Square One Community, Inc. is a Moose Jaw non-profit dedicated to the ideal that everyone in the community should have the opportunity for their basic housing needs to be met.
“We encounter these misconceptions about people whose housing is unstable all the time,” said Della Ferguson, chairperson of the Square One board. “So, we decided to share these facts at our fundraiser, and people have been very interested. There’s been a lot of questions, and it’s really sparked interest. Several people have asked if they can (share the myth-busters), which of course they can.”
Myths and stereotypes about homelessness bring further harm to a population that is already marginalized by definition.
Myth 1 — people choose to be homeless
Homelessness is a complex situation for most individuals experiencing it, with many stress factors contributing to their difficulty in maintaining housing. Often, they have exhausted every other option they have.
Some of those factors include:
- The affordable housing crisis
- Coping with mental illnesses or substance abuse disorders
Myth 2 — people experiencing homelessness are lazy
People experiencing homelessness lack the most basic stability in life. In order to survive, they are constantly in search of necessities such as food, shelter, and sources of income.
Therefore, many people experiencing homelessness do not have the option of laziness and stagnation. They are also more vulnerable to criminal behaviour, making constant vigilance and anxiety another aspect of their existence.
For example, more than 75 per cent of youth experiencing homelessness were the victims of at least one crime over a year-long period, and nearly 40 per cent of female youth experiencing homelessness are the victims of sexual assault.
Myth 3 — all people experiencing homelessness have substance abuse issues
Many people who experience homelessness do not struggle with substance abuse. The effects of trauma, brain injuries, and mental illness may also be a factor of their experience — or they may simply have fallen on hard times, been kicked out of their home over a disagreement, or be fleeing violence or abuse.
Myth 4 — people experiencing homelessness should just get a job
In fact, people experiencing homelessness may already be employed. They may be unable to afford housing despite being employed due to the high cost of housing.
Homelessness also makes finding a job more difficult. Without a permanent address, reliable access to bathing and laundry facilities, a phone, or reliable transportation, it is that much harder.
Myth 5 — There are plenty of adequate services and supports and they just aren’t using them
Many of the supports for people experiencing housing instability due to poverty are focused on emergency services such as shelters and food banks. Even if these emergency services were adequate to the need — they are overwhelmed Canada-wide — they can focus only on survival.

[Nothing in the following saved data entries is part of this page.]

// ABOUTME: Method dispatch for plugin calls arriving over the bridge
// ABOUTME: Runs the capability gate, the composition core, and the presentation handoff
//
// SPDX-License-Identifier: MIT OR Apache-2.0
// Copyright (c) 2025 Workoutkit Bridge Project

//! Bridge call handlers.
//!
//! `createPlannedWorkout` runs in three stages: the platform capability
//! gate (failure rejects the call before any validation), the pure
//! composition core (failure resolves as `{success: false, error}`),
//! and the presentation handoff (failure also resolves as
//! `{success: false, error}`, since the environment could not show a
//! plan that was itself valid). The boundary owns the timeout policy around
//! presentation; the core itself has nothing to time out.

use std::sync::Arc;

use serde_json::{json, Value};
use tracing::{debug, info, warn};
use uuid::Uuid;

use super::protocol::{
    CreatePlannedWorkoutParams, CreatePlannedWorkoutResult, EchoParams, PluginRequest,
    PluginResponse,
};
use crate::composition;
use crate::config::BridgeConfig;
use crate::constants::errors::{
    ERROR_INTERNAL_ERROR, ERROR_INVALID_PARAMS, ERROR_METHOD_NOT_FOUND,
    ERROR_PLATFORM_UNAVAILABLE, MSG_INTERNAL_ERROR, MSG_INVALID_PARAMS, MSG_METHOD_NOT_FOUND,
};
use crate::constants::protocol::{
    METHOD_CREATE_PLANNED_WORKOUT, METHOD_ECHO, PLUGIN_NAME, PLUGIN_VERSION,
};
use crate::platform::PlatformGate;
use crate::presentation::{PresentationError, WorkoutPresenter};

/// Default id for responses to requests that did not carry one
fn default_request_id() -> Value {
    Value::Number(serde_json::Number::from(0))
}

/// Dispatches plugin calls to their handlers
pub struct BridgeHandler {
    platform: Arc<dyn PlatformGate>,
    presenter: Arc<dyn WorkoutPresenter>,
    config: BridgeConfig,
}

impl BridgeHandler {
    /// Create a handler wired to the host's capability gate and presenter
    #[must_use]
    pub fn new(
        platform: Arc<dyn PlatformGate>,
        presenter: Arc<dyn WorkoutPresenter>,
        config: BridgeConfig,
    ) -> Self {
        debug!(
            plugin = PLUGIN_NAME,
            version = PLUGIN_VERSION,
            "bridge handler initialized"
        );
        Self {
            platform,
            presenter,
            config,
        }
    }

    /// Handle one plugin call.
    ///
    /// Unknown methods are rejected with the method-not-found code.
    pub async fn handle(&self, request: PluginRequest) -> PluginResponse {
        let correlation_id = Uuid::new_v4();
        debug!(
            method = %request.method,
            request_id = ?request.id,
            %correlation_id,
            "plugin call received"
        );

        match request.method.as_str() {
            METHOD_CREATE_PLANNED_WORKOUT => self.handle_create_planned_workout(request).await,
            METHOD_ECHO => Self::handle_echo(request),
            other => {
                warn!(method = %other, "unknown plugin method");
                let id = request.id.unwrap_or_else(default_request_id);
                PluginResponse::error(
                    Some(id),
                    ERROR_METHOD_NOT_FOUND,
                    format!("{MSG_METHOD_NOT_FOUND}: {other}"),
                )
            }
        }
    }

    /// Validate a composition, then hand the plan summary to the presenter.
    async fn handle_create_planned_workout(&self, request: PluginRequest) -> PluginResponse {
        let request_id = request.id.unwrap_or_else(default_request_id);

        // Capability gate runs before anything reaches the validator.
        if let Some(condition) = self.platform.unavailable() {
            warn!(actual = %condition.actual, "planned workouts unavailable on this host");
            return PluginResponse::error(
                Some(request_id),
                ERROR_PLATFORM_UNAVAILABLE,
                condition.to_string(),
            );
        }

        let params = match request.params {
            Some(params) => match serde_json::from_value::<CreatePlannedWorkoutParams>(params) {
                Ok(params) => params,
                Err(err) => {
                    return PluginResponse::error(
                        Some(request_id),
                        ERROR_INVALID_PARAMS,
                        format!("{MSG_INVALID_PARAMS}: {err}"),
                    );
                }
            },
            None => {
                return PluginResponse::error(
                    Some(request_id),
                    ERROR_INVALID_PARAMS,
                    format!("{MSG_INVALID_PARAMS}: missing params"),
                );
            }
        };

        let sport = params.sport.as_str();
        let plan = match composition::translate_composition(sport, &params.composition) {
            Ok(plan) => plan,
            Err(err) => {
                debug!(code = ?err.code(), %err, "workout composition rejected");
                return Self::resolve(request_id, &CreatePlannedWorkoutResult::failed(err.to_string()));
            }
        };

        info!(
            sport = %plan.sport,
            steps = plan.step_count(),
            display_name = plan.display_name.as_deref().unwrap_or_default(),
            "workout composition validated"
        );

        match self.present(&plan.summary()).await {
            Ok(()) => Self::resolve(request_id, &CreatePlannedWorkoutResult::ok()),
            Err(err) => {
                warn!(code = ?err.code(), %err, "workout preview not presented");
                Self::resolve(request_id, &CreatePlannedWorkoutResult::failed(err.to_string()))
            }
        }
    }

    /// Hand the summary to the presenter under the configured timeout policy.
    async fn present(
        &self,
        summary: &crate::models::PlanSummary,
    ) -> Result<(), PresentationError> {
        match self.config.presentation_timeout {
            Some(limit) => match tokio::time::timeout(limit, self.presenter.present(summary)).await
            {
                Ok(outcome) => outcome,
                Err(_) => {
                    warn!(timeout_ms = limit.as_millis() as u64, "presentation timed out");
                    Err(PresentationError::PresentationFailed)
                }
            },
            None => self.presenter.present(summary).await,
        }
    }

    /// Round-trip a value, for connectivity checks.
    fn handle_echo(request: PluginRequest) -> PluginResponse {
        let request_id = request.id.unwrap_or_else(default_request_id);
        let params = request
            .params
            .and_then(|params| serde_json::from_value::<EchoParams>(params).ok());

        match params {
            Some(params) => {
                PluginResponse::success(Some(request_id), json!({ "value": params.value }))
            }
            None => PluginResponse::error(
                Some(request_id),
                ERROR_INVALID_PARAMS,
                format!("{MSG_INVALID_PARAMS}: expected {{value}}"),
            ),
        }
    }

    /// Serialize a resolved result into the response envelope.
    fn resolve(request_id: Value, result: &CreatePlannedWorkoutResult) -> PluginResponse {
        match serde_json::to_value(result) {
            Ok(value) => PluginResponse::success(Some(request_id), value),
            Err(_) => {
                PluginResponse::error(Some(request_id), ERROR_INTERNAL_ERROR, MSG_INTERNAL_ERROR)
            }
        }
    }
}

To solve homelessness, there needs to be enough affordable housing, and barriers such as the criminalization of homelessness need reform.
Myth 6 — Property values will go down if we allow a shelter into our neighbourhood
Downtown Toronto is a concentrated area of support and services for people experiencing homelessness. Despite the large numbers of people who enter the downtown core to access these services, housing prices remain high.
This common misperception and attitude is referred to as “not in my backyard” (NIMBY).
Myth 7 — Only people sleeping rough are experiencing homelessness
Sleeping rough means surviving in public spaces such as parks or lobbies, or sleeping in a car or tent.
People do not have to be sleeping on the streets to be experiencing homelessness. Especially vulnerable populations such as 2SLGBTQ+ persons, youth, and women avoid streets and shelters for fear of violence. They may couch surf or live temporarily with people they know.
Myth 8 — providing housing for people experiencing homelessness is a waste of taxpayer dollars
Keeping people safely housed is cheaper by far than supporting them through emergency services.
On average, it costs $87,000 per year to support a person experiencing homelessness through hospitals, jails, courts, ambulances, police, and other emergency services.
The cost of housing and supports for that person — keeping them out of emergency rooms and police station lobbies — is approximately $30,500 per year.